The Videat Method could capture almost every aspect of a memory: from the specific taste of a lollipop licked 20 years ago, to the prickling texture of a grass field frolicked in only weeks in the past. The only detail inaccessible to the user was the stream of thought of the original moment: the internal conversation ringing within the memory’s donor. But emotions left a traceable mark, an echo that could be captured within the emerald liquid. In that moment, as the young man stared absentmindedly at his ceiling, through Jeremiah’s body, Dr. Morrisey felt fear. He felt himself flooding with an unpronounceable terror he had never experienced. His brain rattled with a flavor of anxiety it had never known. Had he been anywhere else, it would have crippled him, paralyzing him on the spot. But it wasn’t his body that had to carry this burden.
“You sure about Glimpses, Jon?” Jeremiah asked, with a casual tone which betrayed none of the mammoth waves of dread that infested his chest. “You really think we can do something here? I want mastery over memory. I want to let people relive any moment they want, as many times as they want. It could be the key to rearranging broken minds. I want to help people like your sister … people like my mother. I want the concept of forgetting—”
“To be forgotten. Yes.” Jonah squeezed his friend’s shoulder. “I think that if anyone can do it, it’s you. And I mean that.”
“If anyone can do it,” Jeremiah said, “it’s us.”
And the memory began to disintegrate.
* * *
“What did you see? Jon, answer me dammit. What did he show you?”

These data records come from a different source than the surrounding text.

pub mod inventory_writer;
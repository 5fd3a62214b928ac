//! Boundary adapters: catalog loading on the way in, CSV on the way out, and
//! command-line orders.

pub mod catalog;
pub mod csv;
pub mod order;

Dr. Morrisey had come to, slowly. He never grew accustomed to the feeling of surrendering your body and then claiming it back. The side-effects, or “hangover” given by Videat didn’t usually manifest until one had gone to sleep, so the doctor gradually began to feel like his usual self, but he couldn’t help his mind from wandering. His eyes were set on the remaining three vials, but his vision was set somewhere else; past the syringes, far beyond the walls of the janitor closet. His thoughts circled the scarring episode of fright that had afflicted him—or rather, Jeremiah—earlier. He searched his own memories fervently, trying to find any evidence of this underlying, parasitic terror in the moments he shared with his best friend. But he found nothing.
“It was just …” The doctor’s words were light and brittle.“… a conversation we had back when we were at UCLA. I don’t know what he’s trying to say yet, before you ask.” The doctor reached towards the box of memories.
“What are you doing?”
“What does it look like I am doing? I’m going for the second one.”
“Already?”
“You want me to stop now, Barbara?”
“No but, Jon—”
Before the doctor had a chance to regret his determination, he stabbed another Videat into his left arm. He lacked the finesse and care of his first injection, but the fluorescent liquid slid into his vein all the same, enveloping the left side of the doctor’s body in a blinking, green light. As he returned to the emerald limbo, the doctor’s mind kept replaying the same observation over and over, as if a realization had been etched into the inside of his eyelids: inescapable, even in the dark.
I never knew, Dr. Morrisey kept thinking, he could be so afraid.
* * *
August 30, 2031, New York City, United States of America
When Dr. Morrisey began to enter the next memory, he did so with a little bit more comfort. While the process still felt alien and violating to him, his newfound determination to decipher his partner’s grand design egged him forward. The doctor’s body—an older, taller, and stronger version of Jeremiah’s college physique— materialized outside of a tall business office on the sidewalk of a bustling street. The doctor recognized the building, which helped him recall the relevance of the date in which the memory was set. This realization stirred a smoldering anger within him.
Jeremiah paced back and forth in front of the office’s steps. His phone was on his ear.
“Please just let me talk to her; she’ll listen to me.”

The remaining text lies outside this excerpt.